While there I did radio, magazine, and newspaper interviews. I held a seminar entitled “The History of the Cocktail in 7 Drinks & 7 Plates” at Café Adelaide at the behest of dear, dear friend Ti Martin and it was the best calculated pairing of cocktails and food I was ever involved in or, in fact, had ever encountered. I invented several new cocktails on that fertile ground and I’ll be back there in July for the annual weeklong Tales of the Cocktail event to try it again. Comfortable back in Los Angeles after months of hotel life, I miss that fitful, hopeful city already.

Wednesday, June 15, 2005

A curator's work is never done

….at least when it involves a fledgling start-up museum, however serious.

My initial curatorial duties on behalf of the Museum of the American Cocktail were to augment the temporary display area in the room designated for us on the second floor of the New Orleans Pharmacy Museum. I turned built in bookshelves into displays and filled low, Victorian-era display cases. I designed freestanding partitions to create more wall graphic display space and to make three areas out of one. I designed all of the graphic captioning that told the major story and I wrote the narrative sequence that WAS the story, 1806 to present. I wrote the scores of little captions that graced specific displays, and I oversaw the printing/cutting/mounting of all of this. I subdivided the real estate and created islands of information, like a timeline, and unpacked and arranged the hundreds of contributed artifacts into their respective areas.

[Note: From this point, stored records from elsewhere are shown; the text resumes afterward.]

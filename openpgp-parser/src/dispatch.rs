//! The top-level packet dispatcher: the single control point that
//! decides, for each packet header it reads, whether to decode it,
//! skip it, or copy it verbatim to an output sink.
//!
//! Every public operation here ([`PacketDispatcher::parse_one`],
//! [`PacketDispatcher::search_for`], [`PacketDispatcher::copy_all`],
//! [`PacketDispatcher::copy_some`], [`PacketDispatcher::skip_n`])
//! composes on the same low-level attempt, [`PacketDispatcher::dispatch`],
//! which implements §4.2's five-step decision procedure exactly once
//! per packet header.

use std::io::Write;

use crate::decode;
use crate::error::{Error, Result};
use crate::header::{self, Header};
use crate::length::BodyLength;
use crate::packet::{Common, Packet, Tag};
use crate::reader::Reader;

/// The result of a completed top-level call: either a packet was
/// decoded, or the stream ended cleanly before the next header.
///
/// Mirrors §6's `{0, -1}` return-code pair; the positive "error" arm of
/// that contract is simply this type's `Err` case, reported through
/// [`crate::error::Error`] instead of a bare status code.
#[derive(Debug)]
pub enum Status {
    /// A packet was fully decoded.
    Decoded(Packet),
    /// Clean end of stream: no bytes remained before the next header.
    Eof,
}

/// The outcome of a single low-level attempt to advance past one
/// packet header. Every public operation loops over this until it
/// stops being [`Attempt::Skipped`].
enum Attempt {
    Decoded(Packet),
    /// The packet was skipped, copied to a sink, or decoded into
    /// nothing (Ring Trust, the legacy `'#'`-comment quirk) — in every
    /// case, the caller's loop should simply try the next packet.
    Skipped,
    Eof,
}

/// The stateful top-level dispatcher, wrapping the single
/// [`Reader`] shared across an entire packet sequence.
pub struct PacketDispatcher<'a> {
    reader: Reader<'a>,
}

impl<'a> PacketDispatcher<'a> {
    /// Wraps `reader` for dispatch.
    pub fn new(reader: Reader<'a>) -> Self {
        PacketDispatcher { reader }
    }

    /// Direct access to the underlying reader, e.g. to drain a
    /// streamed body ([`Packet::Literal`], [`Packet::CompressedData`],
    /// [`Packet::Encrypted`]) after a `Decoded` result.
    pub fn reader_mut(&mut self) -> &mut Reader<'a> {
        &mut self.reader
    }

    /// Parses and returns the next packet, skipping packet types this
    /// crate has no decoder for and the reserved type-0 "deleted"
    /// packets, per Invariants 4 and 5.
    pub fn parse_one(&mut self) -> Result<Status> {
        loop {
            match self.dispatch(None, false, None)? {
                Attempt::Decoded(packet) => return Ok(Status::Decoded(packet)),
                Attempt::Eof => return Ok(Status::Eof),
                Attempt::Skipped => continue,
            }
        }
    }

    /// Parses packets, skipping any whose type is not `tag`, until one
    /// matches or the stream ends.
    pub fn search_for(&mut self, tag: Tag) -> Result<Status> {
        loop {
            match self.dispatch(Some(tag), false, None)? {
                Attempt::Decoded(packet) => return Ok(Status::Decoded(packet)),
                Attempt::Eof => return Ok(Status::Eof),
                Attempt::Skipped => continue,
            }
        }
    }

    /// Copies every remaining packet (header bytes verbatim, then body
    /// per §4.7's policy) to `sink`, until the stream ends.
    pub fn copy_all(&mut self, sink: &mut dyn Write) -> Result<()> {
        loop {
            match self.dispatch(None, false, Some(&mut *sink))? {
                Attempt::Eof => return Ok(()),
                Attempt::Skipped => continue,
                Attempt::Decoded(_) => unreachable!("dispatch never decodes when a sink is given"),
            }
        }
    }

    /// Like [`PacketDispatcher::copy_all`], but stops before reading
    /// the next header once the reader's offset reaches
    /// `stop_offset`.
    pub fn copy_some(&mut self, sink: &mut dyn Write, stop_offset: u64) -> Result<()> {
        loop {
            if self.reader.tell() >= stop_offset {
                return Ok(());
            }
            match self.dispatch(None, false, Some(&mut *sink))? {
                Attempt::Eof => return Ok(()),
                Attempt::Skipped => continue,
                Attempt::Decoded(_) => unreachable!("dispatch never decodes when a sink is given"),
            }
        }
    }

    /// Skips exactly `n` packets (or until the stream ends, whichever
    /// comes first), hard-skipping regardless of type.
    pub fn skip_n(&mut self, n: usize) -> Result<()> {
        for _ in 0..n {
            if matches!(self.dispatch(None, true, None)?, Attempt::Eof) {
                return Ok(());
            }
        }
        Ok(())
    }

    /// Implements §4.2's five-step procedure for a single packet
    /// header.
    fn dispatch(
        &mut self,
        required_type: Option<Tag>,
        hard_skip: bool,
        sink: Option<&mut dyn Write>,
    ) -> Result<Attempt> {
        self.reader.set_normal_mode();

        let header = match self.read_header_or_eof()? {
            None => return Ok(Attempt::Eof),
            Some(h) => h,
        };
        let zero_type = matches!(header.tag, Tag::Unknown(0));

        if !zero_type {
            if let Some(sink) = sink {
                sink.write_all(&header.header_bytes).map_err(Error::WriteError)?;
                let body = self.read_body(header.length, header.tag)?;
                sink.write_all(&body).map_err(Error::WriteError)?;
                return Ok(Attempt::Skipped);
            }
        }

        if hard_skip || zero_type || required_type.is_some_and(|t| t != header.tag) {
            let body = self.read_body(header.length, header.tag)?;
            if !zero_type {
                crate::list::hex_dump(&body);
            }
            return Ok(Attempt::Skipped);
        }

        if !decode::has_decoder(header.tag) {
            let body = self.read_body(header.length, header.tag)?;
            crate::list::hex_dump(&body);
            return Ok(Attempt::Skipped);
        }

        let common = Common { tag: header.tag, header_len: header.header_len, length: header.length };

        if decode::is_streaming(header.tag) {
            self.arm_streaming_mode(&header);
            let packet = decode::dispatch_streaming(common, &mut self.reader)?;
            crate::list::print_packet(&packet);
            return Ok(Attempt::Decoded(packet));
        }

        let body = self.read_body(header.length, header.tag)?;
        let mut budget = body.len();
        let mut mem = buffered_reader::Memory::new(&body);
        match decode::dispatch_payload(common, &mut mem, &mut budget) {
            Ok(Some(packet)) => {
                crate::list::print_packet(&packet);
                Ok(Attempt::Decoded(packet))
            }
            Ok(None) => Ok(Attempt::Skipped),
            Err(e) => Err(e),
        }
    }

    /// Reads one packet header, or reports clean end of stream if not
    /// even a single byte is available.
    fn read_header_or_eof(&mut self) -> Result<Option<Header>> {
        if self.reader.inner_mut().data(1)?.is_empty() {
            return Ok(None);
        }
        Ok(Some(header::read_header(self.reader.inner_mut())?))
    }

    /// Arms the reader's mode-aware interface for a streaming packet's
    /// nested body, per the descriptor its header declared.
    fn arm_streaming_mode(&mut self, header: &Header) {
        match header.length {
            BodyLength::Definite(n) => self.reader.set_bounded_mode(n),
            BodyLength::Indeterminate => {
                self.reader.set_block_mode(header.tag == Tag::CompressedData)
            }
            BodyLength::Partial(first_chunk) => self.reader.set_partial_block_mode(first_chunk),
        }
    }

    /// Reads an entire packet body verbatim, per §4.7's three-way
    /// policy, leaving the reader in normal mode afterward. Used for
    /// every non-streaming tag, whether it will be decoded, skipped,
    /// or copied — the body bytes are the same regardless of what
    /// happens to them next.
    fn read_body(&mut self, length: BodyLength, tag: Tag) -> Result<Vec<u8>> {
        match length {
            BodyLength::Definite(n) => {
                let n = n as usize;
                Ok(self.reader.inner_mut().data_consume_hard(n)?[..n].to_vec())
            }
            BodyLength::Indeterminate => {
                self.reader.set_block_mode(tag == Tag::CompressedData);
                let mut out = Vec::new();
                self.reader.copy_all(&mut out)?;
                self.reader.set_normal_mode();
                Ok(out)
            }
            BodyLength::Partial(first_chunk) => {
                self.reader.set_partial_block_mode(first_chunk);
                let mut out = Vec::new();
                self.reader.copy_all(&mut out)?;
                self.reader.set_normal_mode();
                Ok(out)
            }
        }
    }
}

#[cfg(test)]
mod tests {
    use super::*;
    use buffered_reader::Memory;

    fn dispatcher(bytes: &[u8]) -> PacketDispatcher<'_> {
        PacketDispatcher::new(Reader::new(Box::new(Memory::new(bytes))))
    }

    #[test]
    fn s1_user_id_old_format() {
        let mut d = dispatcher(&[0xCD, 0x05, 0x41, 0x6C, 0x69, 0x63, 0x65]);
        match d.parse_one().unwrap() {
            Status::Decoded(Packet::UserId(p)) => assert_eq!(p.value, b"Alice"),
            other => panic!("expected UserId, got {other:?}"),
        }
        assert!(matches!(d.parse_one().unwrap(), Status::Eof));
    }

    #[test]
    fn s2_one_pass_signature_old_format() {
        let bytes = [
            0x90, 0x0D, 0x03, 0x01, 0x02, 0x01, 0x11, 0x22, 0x33, 0x44, 0x55, 0x66, 0x77, 0x88,
            0x00,
        ];
        let mut d = dispatcher(&bytes);
        match d.parse_one().unwrap() {
            Status::Decoded(Packet::OnepassSig(p)) => {
                assert_eq!(p.version, 3);
                assert_eq!(p.sig_class, 0x01);
                assert_eq!(p.keyid, (0x11223344, 0x55667788));
                assert!(!p.last);
            }
            other => panic!("expected OnepassSig, got {other:?}"),
        }
    }

    #[test]
    fn s3_new_format_symkey_enc_minimum() {
        let bytes = [0xC3, 0x04, 0x04, 0x07, 0x00, 0x02];
        let mut d = dispatcher(&bytes);
        match d.parse_one().unwrap() {
            Status::Decoded(Packet::SymkeyEnc(p)) => {
                assert_eq!(p.version, 4);
                assert!(p.session_key.is_empty());
            }
            other => panic!("expected SymkeyEnc, got {other:?}"),
        }
    }

    #[test]
    fn s5_indeterminate_compressed_is_not_block_mode() {
        let mut bytes = vec![0xA3, 0x01]; // old format, type 8, length code 3, algo ZIP
        bytes.extend_from_slice(b"not really a zlib stream");
        let mut d = dispatcher(&bytes);
        match d.parse_one().unwrap() {
            Status::Decoded(Packet::CompressedData(p)) => {
                assert_eq!(p.algo, crate::types::CompressionAlgorithm::Zip);
                assert!(!d.reader_mut().in_block_mode());
                let mut out = Vec::new();
                d.reader_mut().copy_all(&mut out).unwrap();
                assert_eq!(out, b"not really a zlib stream");
            }
            other => panic!("expected CompressedData, got {other:?}"),
        }
    }

    #[test]
    fn s6_zero_type_is_skipped_without_a_packet() {
        let mut d = dispatcher(&[0x80, 0x00]);
        assert!(matches!(d.parse_one().unwrap(), Status::Eof));
    }

    #[test]
    fn search_for_skips_non_matching_types() {
        let mut bytes = vec![0xCD, 0x05];
        bytes.extend_from_slice(b"Alice");
        bytes.extend_from_slice(&[0xC3, 0x04, 0x04, 0x07, 0x00, 0x02]);
        let mut d = dispatcher(&bytes);
        match d.search_for(Tag::SymkeyEnc).unwrap() {
            Status::Decoded(Packet::SymkeyEnc(_)) => {}
            other => panic!("expected SymkeyEnc, got {other:?}"),
        }
    }

    #[test]
    fn copy_all_reproduces_input_byte_for_byte() {
        let mut bytes = vec![0xCD, 0x05];
        bytes.extend_from_slice(b"Alice");
        bytes.extend_from_slice(&[0xC3, 0x04, 0x04, 0x07, 0x00, 0x02]);
        let mut d = dispatcher(&bytes);
        let mut out = Vec::new();
        d.copy_all(&mut out).unwrap();
        assert_eq!(out, bytes);
    }

    #[test]
    fn skip_n_advances_without_decoding() {
        let mut bytes = vec![0xCD, 0x05];
        bytes.extend_from_slice(b"Alice");
        bytes.extend_from_slice(&[0xC3, 0x04, 0x04, 0x07, 0x00, 0x02]);
        let mut d = dispatcher(&bytes);
        d.skip_n(1).unwrap();
        match d.parse_one().unwrap() {
            Status::Decoded(Packet::SymkeyEnc(_)) => {}
            other => panic!("expected SymkeyEnc, got {other:?}"),
        }
    }
}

All of this work occurred in December here in Los Angeles and between January 3rd and 12th in New Orleans where the planning and designing gave way to installation. The display is a sort of a preface. It is a temporary exhibit meant to raise awareness of the organization, to convince the Press that it was no silly joke - that the history and our treatment of it was a serious and consequential endeavor, to promote monetary contributions from spirits companies and the memberships of others, to augment seminars given under the Museum banner, and mainly, most urgently, to provide a taste of what might be accomplished given our own homeplace - a bit of real estate finagling needing to be scheduled before the end of September when we lose the space the Pharmacy Museum so kindly provided for us.

We believe we have now found such a space. While the specifics are under wraps as details are hammered out, contracts drawn up, and final negotiations completed, the museum board feels assured enough that it is time once again for me to go into design mode. Unlike the current display, there is no "repurposing" display cases and book shelves. All must be built anew to match the pristine restored space into which all will be installed. While this is additional work, it allows and presumes display areas suited perfectly to the story we are telling. The additional space allows us the luxury of instilling quite a bit more design drama to the presentation as well.

All of this begins Monday when I fly into New Orleans for three days to photograph, measure, and extrapolate the space and its potentials. I’ll be back there in August as an author for Southern Comfort’s Tales of the Cocktail, (a yearly event, also of three days, that celebrates the cocktail by importing those who are celebrated for writing about it - and giving the public access) and then at the end of September when all the artifacts must again be packed up, transported, and arranged in their new home. I’ll update everyone here as plans progress, and suggest checking out museumoftheamericancocktail.org occasionally for additional info.